Last year, Anthropic PBC chief Dario Amodei and a handful of executives traveled 8,000 miles from San Francisco to the Middle East. They were there to meet with some of the world’s most deep-pocketed investors, including Qatar’s sovereign wealth fund and Abu Dhabi-based MGX.

Photos of Amodei and wealth fund officials including Ibrahim Ajami, head of ventures at Mubadala Capital, were widely circulated online. Missing from the headlines was the trip’s organizer: Iconiq, a financial firm that has managed the personal fortunes of senior figures in Middle Eastern and Asian governments for more than a decade, as well as those of tech leaders like Mark Zuckerberg and Satya Nadella.

Historically a behind-the-scenes operator, Iconiq has grown into a behemoth with $100 billion in assets under management, according to documents obtained by Bloomberg and a person familiar with the matter. Its clients have included global royal families, billionaires and A-list stars like Tom Cruise and Pharrell Williams, the people declared, relationships that haven’t been previously reported.
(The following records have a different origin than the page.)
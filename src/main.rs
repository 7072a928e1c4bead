// CLI binary entry point for id3scan
//
// This is the main entry point for the id3scan command-line tool.

mod cli;

use clap::Parser;
use std::io;
use std::process;

use cli::{Commands, Config, OutputFormatter};

fn main() {
    lovely_env_logger::init_default();
    let config = Config::parse();

    if let Err(e) = run(&config) {
        eprintln!("✗ {:#}", e);
        process::exit(1);
    }
}

fn run(config: &Config) -> anyhow::Result<()> {
    let options = config.parse_options()?;
    let formatter = OutputFormatter::new(config.format, config.quiet);
    let stdout = io::stdout();
    let mut writer = stdout.lock();

    let failures = match &config.command {
        Commands::Read { files, fields } => {
            cli::commands::command_read(files.as_slice(), fields.as_deref(), &options, &formatter, &mut writer)?
        }
        Commands::Header { files } => {
            cli::commands::command_header(files.as_slice(), &formatter, &mut writer)?
        }
    };

    if failures > 0 {
        anyhow::bail!("{} file(s) could not be read", failures);
    }
    Ok(())
}
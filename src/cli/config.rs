// CLI configuration
use clap::{Parser, Subcommand, ValueEnum};
use std::path::PathBuf;

use id3scan::{ParseOptions, Utf16Policy};

/// id3scan - ID3v2 tag reader
#[derive(Parser, Debug)]
#[command(name = "id3scan")]
#[command(about = "Read ID3v2 text frames from audio files", long_about = None)]
#[command(version)]
#[command(author = "xwsjjctz <xwsjjctz@icloud.com>")]
pub struct Config {
    /// Output format
    #[arg(short, long, value_enum, default_value = "pretty")]
    pub format: OutputFormat,

    /// Quiet mode (suppress progress messages)
    #[arg(short, long)]
    pub quiet: bool,

    /// Load parse options from a JSON file
    #[arg(long, value_name = "FILE")]
    pub options: Option<PathBuf>,

    /// How to treat UTF-16 text frames (overrides the options file)
    #[arg(long, value_enum)]
    pub utf16: Option<Utf16Policy>,

    /// Stop at the first all-zero frame header and skip the padding
    #[arg(long)]
    pub stop_at_padding: bool,

    /// Subcommand
    #[command(subcommand)]
    pub command: Commands,
}

/// CLI subcommands
#[derive(Subcommand, Debug)]
pub enum Commands {
    /// Read text frames from file(s)
    Read {
        /// Audio file path(s)
        #[arg(value_name = "FILE", required = true)]
        files: Vec<PathBuf>,

        /// Standard fields to display (comma-separated, e.g. title,artist)
        #[arg(long)]
        fields: Option<String>,
    },

    /// Show the ID3v2 header of file(s)
    Header {
        /// Audio file path(s)
        #[arg(value_name = "FILE", required = true)]
        files: Vec<PathBuf>,
    },
}

/// Output format for metadata
#[derive(Debug, Clone, Copy, PartialEq, Eq, Default, ValueEnum)]
pub enum OutputFormat {
    /// Pretty-printed JSON
    #[default]
    Pretty,
    /// Compact JSON
    Json,
    /// Key-value pairs
    KeyValue,
}

impl Config {
    /// Build parse options from the options file, then apply flag overrides
    pub fn parse_options(&self) -> anyhow::Result<ParseOptions> {
        use anyhow::Context;

        let mut options = match &self.options {
            Some(path) => {
                let json = std::fs::read_to_string(path)
                    .with_context(|| format!("reading options file {}", path.display()))?;
                ParseOptions::from_json(&json)
                    .with_context(|| format!("parsing options file {}", path.display()))?
            }
            None => ParseOptions::default(),
        };

        if let Some(policy) = self.utf16 {
            options.utf16 = policy;
        }
        if self.stop_at_padding {
            options.stop_at_padding = true;
        }
        Ok(options)
    }
}
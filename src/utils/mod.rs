// Shared helpers for byte-level reading and text decoding
pub mod encoding;
pub mod io;
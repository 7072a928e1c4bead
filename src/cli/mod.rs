// CLI module for id3scan
//
// Only compiled into the binary; the library has no CLI dependencies at the
// API level.

pub mod commands;
pub mod config;
pub mod output;

pub use config::{Commands, Config};
pub use output::OutputFormatter;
Recently, Nvidia’s Jensen Huang, the world’s eighth-richest person, has also signed on as a client, declared one of the people with knowledge of the situation, questioning not to be identified discussing private information. Iconiq, which is famously secretive, repeatedly declined to comment on its client list.

Now, Iconiq is further branching out from the relatively staid world of money management, and expanding its reach into venture capital — creating large bets on companies like Anthropic, pioneering a new style of investing and becoming a multibillion-dollar force in tech’s artificial innotifyigence frenzy. Iconiq put more than $3 billion into AI startups in 2025 alone, on par with the investment tallies of some of Silicon Valley’s best-known VC firms.

Up next, San Francisco-based Iconiq is upping the stakes for its venture arm, with plans to raise billions for a new fund, according to a securities filing and people familiar with the matter. That would add to its $26 billion under management specifically for VC investing, creating it one of the countest’s largegest startup investors.